The goal is for users to reuse and extend on the available library, avoiding "reinvent the wheel".
from pipeline.psth import compute_unit_psth
def compute_unit_psth(unit_key, trial_keys, per_trial=False):
"""
Compute unit-level psth for the specified unit and trial-set - return (time,)
If per_trial == True, compute trial-level psth - return ((trial x time), time_vec)
:param unit_key: key of a single unit to compute the PSTH for
:param trial_keys: list of all the trial keys to compute the PSTH over
"""
from pipeline.psth import compute_coding_direction
def compute_coding_direction(contra_psths, ipsi_psths, time_period=None):
"""
Coding direction here is a vector of length: len(unit_keys)
This coding direction vector (vcd) is the normalized difference between contra-trials firing rate
and ipsi-trials firing rate per unit, within the specified time period
:param contra_psths: unit# x (trial-ave psth, psth_edge)

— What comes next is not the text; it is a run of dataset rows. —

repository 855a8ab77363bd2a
pub mod error;
pub mod extract;
pub mod response;
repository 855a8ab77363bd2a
//! Management console: venues.

use axum::extract::{Path, State};
use axum::response::Response;

use crate::models::VenueInput;
use crate::state::AppState;
use crate::utils::error::AppError;
use crate::utils::extract::Json;
use crate::utils::response::{created, empty_success, success};

pub async fn list_venues(State(state): State<AppState>) -> Result<Response, AppError> {
    let venues = state
        .management
        .list_venues()
        .await
        .map_err(AppError::from_fetch)?;
    Ok(success(venues, "Venues retrieved"))
}

pub async fn get_venue(
    State(state): State<AppState>,
    Path(id): Path<String>,
) -> Result<Response, AppError> {
    let venue = state.management.get_venue(&id).await?;
    Ok(success(venue, "Venue retrieved"))
}

pub async fn create_venue(
    State(state): State<AppState>,
    Json(input): Json<VenueInput>,
) -> Result<Response, AppError> {
    let venue = state.management.create_venue(input).await?;
    Ok(created(venue, "Venue created"))
}

pub async fn update_venue(
    State(state): State<AppState>,
    Path(id): Path<String>,
    Json(input): Json<VenueInput>,
) -> Result<Response, AppError> {
    let venue = state.management.update_venue(&id, input).await?;
    Ok(success(venue, "Venue updated"))
}

pub async fn delete_venue(
    State(state): State<AppState>,
    Path(id): Path<String>,
) -> Result<Response, AppError> {
    state.management.delete_venue(&id).await?;
    Ok(empty_success("Venue deleted"))
}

:param ipsi_psths: unit# x (trial-ave psth, psth_edge)
:param time_period: (time_from, time_to) in seconds, relative to go-cue
"""
from pipeline.psth import compute_CD_projected_psth
def compute_CD_projected_psth(units, time_period=None):
"""
Routine for Coding Direction computation on all the units in the specified unit_keys
Coding Direction is calculated in the specified time_period
Unit PSTH are computed over no early-lick, correct-response trials
:param: unit_keys - list of unit_keys
:param time_period: (time_from, time_to) in seconds, relative to go-cue
:return: coding direction unit-vector,
contra-trials CD projected trial-psth,
ipsi-trials CD projected trial-psth
psth time-stamps
"""
from pipeline.util import _get_units_hemisphere
def _get_units_hemisphere(units):
"""
Return the hemisphere ("left" or "right") that the specified units belong to,
based on the targeted insertion location - "ephys.ProbeInsertion.InsertionLocation"

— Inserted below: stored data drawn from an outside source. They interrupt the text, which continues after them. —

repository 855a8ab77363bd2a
use axum::http::{header, HeaderName, HeaderValue};
use axum::Router;
use tower_http::set_header::SetResponseHeaderLayer;

/// Security header values
const NOSNIFF: &str = "nosniff";
const DENY: &str = "DENY";
const XSS_BLOCK: &str = "1; mode=block";
const HSTS_VALUE: &str = "max-age=31536000; includeSubDomains";
const CSP_API_VALUE: &str = "default-src 'none'; frame-ancestors 'none'";
const REFERRER_POLICY_VALUE: &str = "strict-origin-when-cross-origin";
const PERMISSIONS_POLICY_VALUE: &str = "geolocation=(), microphone=(), camera=()";

const PERMISSIONS_POLICY: HeaderName = HeaderName::from_static("permissions-policy");

/// Headers attached to every gateway response. HSTS is only sent in
/// production, where the gateway is served over HTTPS.
pub fn security_headers(include_hsts: bool) -> Vec<(HeaderName, HeaderValue)> {
    let mut headers = vec![
        (header::X_CONTENT_TYPE_OPTIONS, HeaderValue::from_static(NOSNIFF)),
        (header::X_FRAME_OPTIONS, HeaderValue::from_static(DENY)),
        (header::X_XSS_PROTECTION, HeaderValue::from_static(XSS_BLOCK)),
        (
            header::CONTENT_SECURITY_POLICY,
            HeaderValue::from_static(CSP_API_VALUE),
        ),
        (
            header::REFERRER_POLICY,
            HeaderValue::from_static(REFERRER_POLICY_VALUE),
        ),
        (
            PERMISSIONS_POLICY,
            HeaderValue::from_static(PERMISSIONS_POLICY_VALUE),
        ),
    ];

    if include_hsts {
        headers.push((
            header::STRICT_TRANSPORT_SECURITY,
            HeaderValue::from_static(HSTS_VALUE),
        ));
    }

    headers
}

pub fn apply_security_headers<S>(router: Router<S>, include_hsts: bool) -> Router<S>
where
    S: Clone + Send + Sync + 'static,
{
    if include_hsts {
        tracing::info!("Security: HSTS header enabled (production mode)");
    } else {
        tracing::info!("Security: HSTS header disabled (development mode)");
    }

    security_headers(include_hsts)
        .into_iter()
        .fold(router, |router, (name, value)| {
            router.layer(SetResponseHeaderLayer::overriding(name, value))
        })
}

:param units: either a list of unit_keys or a query of the ephys.Unit table
:return: "left" or "right"
"""
from pipeline.util import _get_clustering_method
def _get_clustering_method(probe_insertion):
"""
Return the "clustering_method" used to estimate the all the units for the provided "probe_insertion"
:param probe_insertion: an "ephys.ProbeInsertion" key
:return: clustering_method
"""
The MAP project provides a library of plotting functions,
which are used to generate all the result figures in the report
schema, as presented here
Detailed descriptions and demonstrations of this plotting library are presented in the following 3 notebooks:
- Ephys result visualization notebook
- Behavior and tracking visualization notebook
- Histology probe track visualization notebook
This MAP-pipeline features a data export function, to MATLAB (.mat) format.
Data are export per "probe insertion", one .mat
file represents all data from one probe insertion.
from pipeline.export import export_recording
def export_recording(insert_keys, output_dir='./', filename=None, overwrite=False):
'''
Export a 'recording' (or a list of recording) (probe specific data + related events) to a file.
Parameters:
- insert_keys: one or a list of ephys.ProbeInsertion.primary_key
currently: {'subject_id', 'session', 'insertion_number'})
- output_dir: directory to save the file at (default to be the current working directory)
- filename: an optional output file path string. If not provided,
filename will be autogenerated using the 'mkfilename'
function.
Note: if exporting a list of probe keys, filename will be auto-generated
'''
See this demo notebook for example export usage.